While 2013 will go down in the books as the year Miley Cyrus's tongue achieved McDonalds-level ubiquity, the artist formerly known as Hannah Montana wasn't the only one who made major waves this year. Here's a look back at some of the (other) memorable musical moments of 2013.
Officially, 2014 will be Year of Music in Manitoba, but 2013 was a banner year for homegrown acts. Royal Canoe became one of the city's biggest local success stories thanks to the release of its debut album, Today We're Believers, which was released to rave reviews in the summer and took the indie electropop act all over the world. Royal Canoe's gear was stolen at the end of its three-month tour, but thanks to an outpouring of fan support, the band's $7,800 crowdfunding goal was surpassed in less than 24 hours.

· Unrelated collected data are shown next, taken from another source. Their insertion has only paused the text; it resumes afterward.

//! Concurrent detection or fixing over many files.
//!
//! Files run on the tokio pool, at most `max_concurrent` at a time. Each
//! result is sent to an aggregator task that keeps the progress counters.
//! Cancellation is cooperative: a file that has not started when the token
//! fires is reported as cancelled, a running one finishes.

use std::path::PathBuf;
use std::sync::Arc;

use dashmap::DashMap;
use serde::Serialize;
use tokio::sync::{Mutex, Semaphore, mpsc};
use tokio_util::sync::CancellationToken;
use tracing::{debug, error};

use crate::config::AnalysisConfig;
use crate::detect::{DetectionSummary, IntegratedErrorDetector};
use crate::error::Result;
use crate::fix::IntegratedErrorFixer;
use crate::storage;
use crate::workflow::{FileFixReport, FixOptions, fix_file};

#[derive(Clone, Debug)]
pub enum BatchJob {
    Detect,
    Fix(FixOptions),
}

#[derive(Clone, Debug, Serialize)]
#[serde(tag = "status", rename_all = "snake_case")]
pub enum FileOutcome {
    Detected { summary: DetectionSummary },
    Fixed { report: Box<FileFixReport> },
    Failed { error: String },
    Cancelled,
}

#[derive(Clone, Debug, Serialize)]
pub struct FileResult {
    pub file: String,
    #[serde(flatten)]
    pub outcome: FileOutcome,
}

#[derive(Clone, Debug, Default, PartialEq, Eq, Serialize)]
pub struct BatchProgress {
    pub total_files: usize,
    pub processed: usize,
    pub failed: usize,
    pub cancelled: usize,
}

impl BatchProgress {
    pub fn is_complete(&self) -> bool {
        self.processed + self.failed + self.cancelled >= self.total_files
    }
}

#[derive(Clone, Debug, Serialize)]
pub struct BatchReport {
    pub progress: BatchProgress,
    /// In input order.
    pub results: Vec<FileResult>,
}

type FileLocks = Arc<DashMap<PathBuf, Arc<Mutex<()>>>>;

pub struct BatchRunner {
    config: Arc<AnalysisConfig>,
    max_concurrent: usize,
    cancel: CancellationToken,
    locks: FileLocks,
}

impl BatchRunner {
    pub fn new(config: AnalysisConfig) -> Self {
        let max_concurrent = config.batch.max_concurrent.max(1);
        BatchRunner {
            config: Arc::new(config),
            max_concurrent,
            cancel: CancellationToken::new(),
            locks: Arc::new(DashMap::new()),
        }
    }

    /// Token that stops files from starting once cancelled.
    pub fn cancellation_token(&self) -> CancellationToken {
        self.cancel.clone()
    }

    pub fn cancel(&self) {
        self.cancel.cancel();
    }

    pub async fn run(&self, files: Vec<PathBuf>, job: BatchJob) -> BatchReport {
        let total_files = files.len();
        let semaphore = Arc::new(Semaphore::new(self.max_concurrent));
        let (tx, mut rx) = mpsc::channel::<(usize, FileResult)>(total_files.max(1));

        let aggregator = tokio::spawn(async move {
            let mut progress = BatchProgress {
                total_files,
                ..BatchProgress::default()
            };
            let mut slots: Vec<Option<FileResult>> = vec![None; total_files];
            while let Some((index, result)) = rx.recv().await {
                match &result.outcome {
                    FileOutcome::Detected { .. } | FileOutcome::Fixed { .. } => progress.processed += 1,
                    FileOutcome::Failed { .. } => progress.failed += 1,
                    FileOutcome::Cancelled => progress.cancelled += 1,
                }
                slots[index] = Some(result);
            }
            (progress, slots)
        });

        let tasks: Vec<_> = files
            .into_iter()
            .enumerate()
            .map(|(index, path)| {
                let semaphore = Arc::clone(&semaphore);
                let cancel = self.cancel.clone();
                let locks = Arc::clone(&self.locks);
                let config = Arc::clone(&self.config);
                let job = job.clone();
                let tx = tx.clone();

                tokio::spawn(async move {
                    let file = path.display().to_string();
                    let outcome = match semaphore.acquire_owned().await {
                        Err(_) => FileOutcome::Failed {
                            error: "worker pool closed".to_string(),
                        },
                        Ok(_permit) if cancel.is_cancelled() => FileOutcome::Cancelled,
                        Ok(_permit) => {
                            let outcome = {
                                let lock = locks.entry(path.clone()).or_default().clone();
                                let _guard = lock.lock().await;
                                run_job(path.clone(), config, job).await
                            };
                            // Keep the entry while another task for this file holds it.
                            locks.remove_if(&path, |_, lock| Arc::strong_count(lock) == 1);
                            outcome
                        }
                    };
                    if let FileOutcome::Failed { error } = &outcome {
                        error!(file = %file, error = %error, "batch file failed");
                    }
                    let _ = tx.send((index, FileResult { file, outcome })).await;
                })
            })
            .collect();

        for task in tasks {
            if let Err(e) = task.await {
                error!(error = %e, "batch task panicked");
            }
        }
        drop(tx);

        let (mut progress, slots) = match aggregator.await {
            Ok(done) => done,
            Err(e) => {
                error!(error = %e, "batch aggregator failed");
                (
                    BatchProgress {
                        total_files,
                        ..BatchProgress::default()
                    },
                    vec![None; total_files],
                )
            }
        };
        // A panicked task never reports; count it as failed.
        let results = slots
            .into_iter()
            .map(|slot| {
                slot.unwrap_or_else(|| {
                    progress.failed += 1;
                    FileResult {
                        file: String::new(),
                        outcome: FileOutcome::Failed {
                            error: "task did not report".to_string(),
                        },
                    }
                })
            })
            .collect();
        debug!(?progress, "batch finished");
        BatchReport { progress, results }
    }
}

async fn run_job(path: PathBuf, config: Arc<AnalysisConfig>, job: BatchJob) -> FileOutcome {
    let work = tokio::task::spawn_blocking(move || -> Result<FileOutcome> {
        let detector = IntegratedErrorDetector::from_config(&config.detection);
        match job {
            BatchJob::Detect => {
                let mut workbook = storage::load_workbook(&path)?;
                let report = detector.detect_all_errors(&mut workbook);
                Ok(FileOutcome::Detected {
                    summary: report.summary,
                })
            }
            BatchJob::Fix(options) => {
                let mut fixer = IntegratedErrorFixer::new(config.fixing.clone());
                let report = fix_file(&path, &mut fixer, &detector, &options)?;
                Ok(FileOutcome::Fixed {
                    report: Box::new(report),
                })
            }
        }
    });
    match work.await {
        Ok(Ok(outcome)) => outcome,
        Ok(Err(e)) => FileOutcome::Failed { error: e.to_string() },
        Err(e) => FileOutcome::Failed {
            error: format!("worker failed: {}", e),
        },
    }
}

#[cfg(test)]
mod tests {
    use super::*;
    use tempfile::TempDir;

    const BOOK: &str = r##"{"sheets":[{"name":"Sheet1","cells":[
        {"address":"A1","value":10},
        {"address":"B1","value":0},
        {"address":"C1","formula":"=A1/B1","value":"#DIV/0!"}
    ]}]}"##;

    fn files(dir: &TempDir, count: usize) -> Vec<PathBuf> {
        (0..count)
            .map(|i| {
                let path = dir.path().join(format!("book{}.json", i));
                std::fs::write(&path, BOOK).unwrap();
                path
            })
            .collect()
    }

    #[tokio::test]
    async fn test_detect_many_files() {
        let dir = TempDir::new().unwrap();
        let mut paths = files(&dir, 3);
        paths.push(dir.path().join("missing.json"));

        let mut config = AnalysisConfig::default();
        config.batch.max_concurrent = 2;
        let report = BatchRunner::new(config).run(paths, BatchJob::Detect).await;

        assert_eq!(report.progress.total_files, 4);
        assert_eq!(report.progress.processed, 3);
        assert_eq!(report.progress.failed, 1);
        assert!(report.progress.is_complete());
        assert!(matches!(
            &report.results[0].outcome,
            FileOutcome::Detected { summary } if summary.total_errors == 1
        ));
        assert!(report.results[3].file.ends_with("missing.json"));
        assert!(matches!(report.results[3].outcome, FileOutcome::Failed { .. }));
    }

    #[tokio::test]
    async fn test_cancelled_before_start() {
        let dir = TempDir::new().unwrap();
        let runner = BatchRunner::new(AnalysisConfig::default());
        runner.cancellation_token().cancel();
        let report = runner.run(files(&dir, 2), BatchJob::Detect).await;
        assert_eq!(report.progress.cancelled, 2);
        assert_eq!(report.progress.processed, 0);
        assert!(report.results.iter().all(|r| matches!(r.outcome, FileOutcome::Cancelled)));
    }

    #[tokio::test]
    async fn test_same_file_twice_is_serialised() {
        let dir = TempDir::new().unwrap();
        let path = files(&dir, 1).remove(0);
        let options = FixOptions {
            create_backup: false,
            ..FixOptions::default()
        };
        let runner = BatchRunner::new(AnalysisConfig::default());
        let report = runner
            .run(vec![path.clone(), path.clone()], BatchJob::Fix(options))
            .await;
        assert_eq!(report.progress.processed, 2);

        let applied: usize = report
            .results
            .iter()
            .map(|r| match &r.outcome {
                FileOutcome::Fixed { report } => report.applied,
                _ => 0,
            })
            .sum();
        assert_eq!(applied, 1);
        assert!(runner.locks.is_empty());
        let saved = storage::load_workbook(&path).unwrap();
        assert_eq!(
            saved.get_cell("Sheet1", "C1").unwrap().formula.as_deref(),
            Some("=IFERROR(A1/B1, 0)")
        );
    }

    #[tokio::test]
    async fn test_empty_batch() {
        let report = BatchRunner::new(AnalysisConfig::default())
            .run(Vec::new(), BatchJob::Detect)
            .await;
        assert_eq!(report.progress, BatchProgress::default());
        assert!(report.results.is_empty());
    }
}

Metallic noise rock trio KEN mode also had an incredible year, following up its Juno Award-winning 2011 album Venerable with the critically acclaimed Entrench. Produced by Matt Bayles (Mastodon, Isis, Minus the Bear), Entrench went on to be longlisted for the Polaris Music Prize and win in the Western Canadian Music Awards inaugural metal category. KEN mode was featured in a Forbes Magazine article about the business of music and appeared in an ad for Converse.
The year also saw Ruth Moody's solo career hit the big time. The sometime Wailin' Jenny released her career-cementing solo album, These Wilder Things, to lots of praise, picking up two Canadian Folk Music Award nominations. She toured across North America and Europe in support of the record, even scoring an opening spot on music legend Mark Knopfler's European tour (Moody sang on his 2012 release, Privateering, and he returned the favour for These Wilder Things).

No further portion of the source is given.